Please return all of the data exactly as written.

Records to use
-.-.-
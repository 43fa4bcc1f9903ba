use super::{open_store, resolve_project};
use crate::output::{or_dash, print_json, print_table, short_id};
use anyhow::Context;
use clap::Subcommand;
use engage_core::types::ItemStatus;
use engage_core::{backlog, epic, project as project_ops, sprint};
use std::path::Path;

#[derive(Subcommand)]
pub enum ProjectSubcommand {
    /// Create a project
    Create {
        /// Display name
        #[arg(required = true)]
        name: Vec<String>,
        /// Short key used in item references (e.g. ACME → ACME-12)
        #[arg(long)]
        key: String,
        /// Client organisation
        #[arg(long)]
        client: Option<String>,
    },
    /// List projects
    List,
    /// Show a project with its board totals
    Show {
        /// Project id or key
        project: String,
    },
}

pub fn run(root: &Path, subcmd: ProjectSubcommand, json: bool) -> anyhow::Result<()> {
    match subcmd {
        ProjectSubcommand::Create { name, key, client } => {
            create(root, &name.join(" "), &key, client.as_deref(), json)
        }
        ProjectSubcommand::List => list(root, json),
        ProjectSubcommand::Show { project } => show(root, &project, json),
    }
}

fn create(
    root: &Path,
    name: &str,
    key: &str,
    client: Option<&str>,
    json: bool,
) -> anyhow::Result<()> {
    let store = open_store(root)?;
    let project = project_ops::create_project(&store, name, key, client)
        .with_context(|| format!("failed to create project '{name}'"))?;
    if json {
        print_json(&project)?;
    } else {
        println!("Created project {} [{}]", project.name, project.key);
    }
    Ok(())
}

fn list(root: &Path, json: bool) -> anyhow::Result<()> {
    let store = open_store(root)?;
    let projects = project_ops::list_projects(&store)?;
    if json {
        return print_json(&projects);
    }
    if projects.is_empty() {
        println!("No projects. Create one with `engage project create`.");
        return Ok(());
    }
    let rows = projects
        .iter()
        .map(|p| {
            vec![
                p.key.clone(),
                p.name.clone(),
                or_dash(p.client.as_deref()),
                p.last_activity.format("%Y-%m-%d %H:%M").to_string(),
                short_id(&p.id),
            ]
        })
        .collect();
    print_table(&["KEY", "NAME", "CLIENT", "LAST ACTIVITY", "ID"], rows);
    Ok(())
}

fn show(root: &Path, id_or_key: &str, json: bool) -> anyhow::Result<()> {
    let store = open_store(root)?;
    let project = resolve_project(&store, id_or_key)?;
    let items = backlog::list_items(&store, &project.id)?;
    let sprints = sprint::list_sprints(&store, &project.id)?;
    let epics = epic::list_epics(&store, &project.id)?;

    let columns: Vec<(ItemStatus, usize)> = ItemStatus::all()
        .iter()
        .map(|&s| (s, items.iter().filter(|i| i.status == s).count()))
        .collect();

    if json {
        let counts: serde_json::Map<String, serde_json::Value> = columns
            .iter()
            .map(|(s, n)| (s.as_str().to_string(), serde_json::json!(n)))
            .collect();
        return print_json(&serde_json::json!({
            "project": project,
            "items": counts,
            "sprints": sprints.len(),
            "epics": epics.len(),
        }));
    }

    println!("Project: {} [{}]", project.name, project.key);
    println!("Client:  {}", or_dash(project.client.as_deref()));
    println!("Id:      {}", project.id);
    println!("Created: {}", project.created_at.format("%Y-%m-%d"));
    println!("Active:  {}", project.last_activity.format("%Y-%m-%d %H:%M"));
    println!();
    for (status, n) in &columns {
        println!("  {:<16}{n}", status.label());
    }
    println!();
    println!("{} epic(s), {} sprint(s)", epics.len(), sprints.len());
    Ok(())
}
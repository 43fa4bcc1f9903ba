use thiserror::Error;

#[derive(Debug, Error)]
pub enum EngageError {
    #[error("not initialized: run 'engage init'")]
    NotInitialized,

    #[error("project not found: {0}")]
    ProjectNotFound(String),

    #[error("backlog item not found: {0}")]
    ItemNotFound(String),

    #[error("sprint not found: {0}")]
    SprintNotFound(String),

    #[error("epic not found: {0}")]
    EpicNotFound(String),

    #[error("task not found: {0}")]
    TaskNotFound(String),

    #[error("collection not found: {0}")]
    CollectionNotFound(String),

    #[error("invalid argument: {0}")]
    InvalidArgument(String),

    #[error("invalid status: {0}")]
    InvalidStatus(String),

    #[error("precondition failed: {0}")]
    PreconditionFailed(String),

    #[error("concurrent modification: transaction gave up after {attempts} attempts")]
    ConcurrentModification { attempts: u32 },

    #[error("store error: {0}")]
    Store(String),

    #[error(transparent)]
    Io(#[from] std::io::Error),

    #[error(transparent)]
    Yaml(#[from] serde_yaml::Error),

    #[error(transparent)]
    Json(#[from] serde_json::Error),
}

impl EngageError {
    /// True for every "referenced record is absent" variant.
    pub fn is_not_found(&self) -> bool {
        matches!(
            self,
            EngageError::ProjectNotFound(_)
                | EngageError::ItemNotFound(_)
                | EngageError::SprintNotFound(_)
                | EngageError::EpicNotFound(_)
                | EngageError::TaskNotFound(_)
                | EngageError::CollectionNotFound(_)
        )
    }
}

pub type Result<T> = std::result::Result<T, EngageError>;
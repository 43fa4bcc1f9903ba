use serde::Serialize;

pub fn print_json<T: Serialize>(value: &T) -> anyhow::Result<()> {
    println!("{}", serde_json::to_string_pretty(value)?);
    Ok(())
}

/// Print rows under left-aligned headers, columns separated by two spaces.
pub fn print_table(headers: &[&str], rows: Vec<Vec<String>>) {
    let mut widths: Vec<usize> = headers.iter().map(|h| h.chars().count()).collect();
    for row in &rows {
        for (w, cell) in widths.iter_mut().zip(row) {
            *w = (*w).max(cell.chars().count());
        }
    }

    let line = |cells: Vec<String>| {
        let padded: Vec<String> = cells
            .iter()
            .enumerate()
            .map(|(i, c)| format!("{:width$}", c, width = widths.get(i).copied().unwrap_or(0)))
            .collect();
        println!("{}", padded.join("  ").trim_end());
    };

    line(headers.iter().map(|h| h.to_string()).collect());
    line(widths.iter().map(|&w| "-".repeat(w)).collect());
    for row in rows {
        line(row);
    }
}

/// First eight characters of a document id, enough to tell records apart.
pub fn short_id(id: &str) -> String {
    id.chars().take(8).collect()
}

pub fn or_dash(value: Option<&str>) -> String {
    value.unwrap_or("-").to_string()
}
-.-.-
Answer space
repository 43fa4bcc1f9903ba
use super::{open_store, resolve_project};
use crate::output::{or_dash, print_json, print_table, short_id};
use anyhow::Context;
use clap::Subcommand;
use engage_core::types::ItemStatus;
use engage_core::{backlog, epic, project as project_ops, sprint};
use std::path::Path;

#[derive(Subcommand)]
pub enum ProjectSubcommand {
    /// Create a project
    Create {
        /// Display name
        #[arg(required = true)]
        name: Vec<String>,
        /// Short key used in item references (e.g. ACME → ACME-12)
        #[arg(long)]
        key: String,
        /// Client organisation
        #[arg(long)]
        client: Option<String>,
    },
    /// List projects
    List,
    /// Show a project with its board totals
    Show {
        /// Project id or key
        project: String,
    },
}

pub fn run(root: &Path, subcmd: ProjectSubcommand, json: bool) -> anyhow::Result<()> {
    match subcmd {
        ProjectSubcommand::Create { name, key, client } => {
            create(root, &name.join(" "), &key, client.as_deref(), json)
        }
        ProjectSubcommand::List => list(root, json),
        ProjectSubcommand::Show { project } => show(root, &project, json),
    }
}

fn create(
    root: &Path,
    name: &str,
    key: &str,
    client: Option<&str>,
    json: bool,
) -> anyhow::Result<()> {
    let store = open_store(root)?;
    let project = project_ops::create_project(&store, name, key, client)
        .with_context(|| format!("failed to create project '{name}'"))?;
    if json {
        print_json(&project)?;
    } else {
        println!("Created project {} [{}]", project.name, project.key);
    }
    Ok(())
}

fn list(root: &Path, json: bool) -> anyhow::Result<()> {
    let store = open_store(root)?;
    let projects = project_ops::list_projects(&store)?;
    if json {
        return print_json(&projects);
    }
    if projects.is_empty() {
        println!("No projects. Create one with `engage project create`.");
        return Ok(());
    }
    let rows = projects
        .iter()
        .map(|p| {
            vec![
                p.key.clone(),
                p.name.clone(),
                or_dash(p.client.as_deref()),
                p.last_activity.format("%Y-%m-%d %H:%M").to_string(),
                short_id(&p.id),
            ]
        })
        .collect();
    print_table(&["KEY", "NAME", "CLIENT", "LAST ACTIVITY", "ID"], rows);
    Ok(())
}

fn show(root: &Path, id_or_key: &str, json: bool) -> anyhow::Result<()> {
    let store = open_store(root)?;
    let project = resolve_project(&store, id_or_key)?;
    let items = backlog::list_items(&store, &project.id)?;
    let sprints = sprint::list_sprints(&store, &project.id)?;
    let epics = epic::list_epics(&store, &project.id)?;

    let columns: Vec<(ItemStatus, usize)> = ItemStatus::all()
        .iter()
        .map(|&s| (s, items.iter().filter(|i| i.status == s).count()))
        .collect();

    if json {
        let counts: serde_json::Map<String, serde_json::Value> = columns
            .iter()
            .map(|(s, n)| (s.as_str().to_string(), serde_json::json!(n)))
            .collect();
        return print_json(&serde_json::json!({
            "project": project,
            "items": counts,
            "sprints": sprints.len(),
            "epics": epics.len(),
        }));
    }

    println!("Project: {} [{}]", project.name, project.key);
    println!("Client:  {}", or_dash(project.client.as_deref()));
    println!("Id:      {}", project.id);
    println!("Created: {}", project.created_at.format("%Y-%m-%d"));
    println!("Active:  {}", project.last_activity.format("%Y-%m-%d %H:%M"));
    println!();
    for (status, n) in &columns {
        println!("  {:<16}{n}", status.label());
    }
    println!();
    println!("{} epic(s), {} sprint(s)", epics.len(), sprints.len());
    Ok(())
}
repository 43fa4bcc1f9903ba
use thiserror::Error;

#[derive(Debug, Error)]
pub enum EngageError {
    #[error("not initialized: run 'engage init'")]
    NotInitialized,

    #[error("project not found: {0}")]
    ProjectNotFound(String),

    #[error("backlog item not found: {0}")]
    ItemNotFound(String),

    #[error("sprint not found: {0}")]
    SprintNotFound(String),

    #[error("epic not found: {0}")]
    EpicNotFound(String),

    #[error("task not found: {0}")]
    TaskNotFound(String),

    #[error("collection not found: {0}")]
    CollectionNotFound(String),

    #[error("invalid argument: {0}")]
    InvalidArgument(String),

    #[error("invalid status: {0}")]
    InvalidStatus(String),

    #[error("precondition failed: {0}")]
    PreconditionFailed(String),

    #[error("concurrent modification: transaction gave up after {attempts} attempts")]
    ConcurrentModification { attempts: u32 },

    #[error("store error: {0}")]
    Store(String),

    #[error(transparent)]
    Io(#[from] std::io::Error),

    #[error(transparent)]
    Yaml(#[from] serde_yaml::Error),

    #[error(transparent)]
    Json(#[from] serde_json::Error),
}

impl EngageError {
    /// True for every "referenced record is absent" variant.
    pub fn is_not_found(&self) -> bool {
        matches!(
            self,
            EngageError::ProjectNotFound(_)
                | EngageError::ItemNotFound(_)
                | EngageError::SprintNotFound(_)
                | EngageError::EpicNotFound(_)
                | EngageError::TaskNotFound(_)
                | EngageError::CollectionNotFound(_)
        )
    }
}

pub type Result<T> = std::result::Result<T, EngageError>;
repository 43fa4bcc1f9903ba
use serde::Serialize;

pub fn print_json<T: Serialize>(value: &T) -> anyhow::Result<()> {
    println!("{}", serde_json::to_string_pretty(value)?);
    Ok(())
}

/// Print rows under left-aligned headers, columns separated by two spaces.
pub fn print_table(headers: &[&str], rows: Vec<Vec<String>>) {
    let mut widths: Vec<usize> = headers.iter().map(|h| h.chars().count()).collect();
    for row in &rows {
        for (w, cell) in widths.iter_mut().zip(row) {
            *w = (*w).max(cell.chars().count());
        }
    }

    let line = |cells: Vec<String>| {
        let padded: Vec<String> = cells
            .iter()
            .enumerate()
            .map(|(i, c)| format!("{:width$}", c, width = widths.get(i).copied().unwrap_or(0)))
            .collect();
        println!("{}", padded.join("  ").trim_end());
    };

    line(headers.iter().map(|h| h.to_string()).collect());
    line(widths.iter().map(|&w| "-".repeat(w)).collect());
    for row in rows {
        line(row);
    }
}

/// First eight characters of a document id, enough to tell records apart.
pub fn short_id(id: &str) -> String {
    id.chars().take(8).collect()
}

pub fn or_dash(value: Option<&str>) -> String {
    value.unwrap_or("-").to_string()
}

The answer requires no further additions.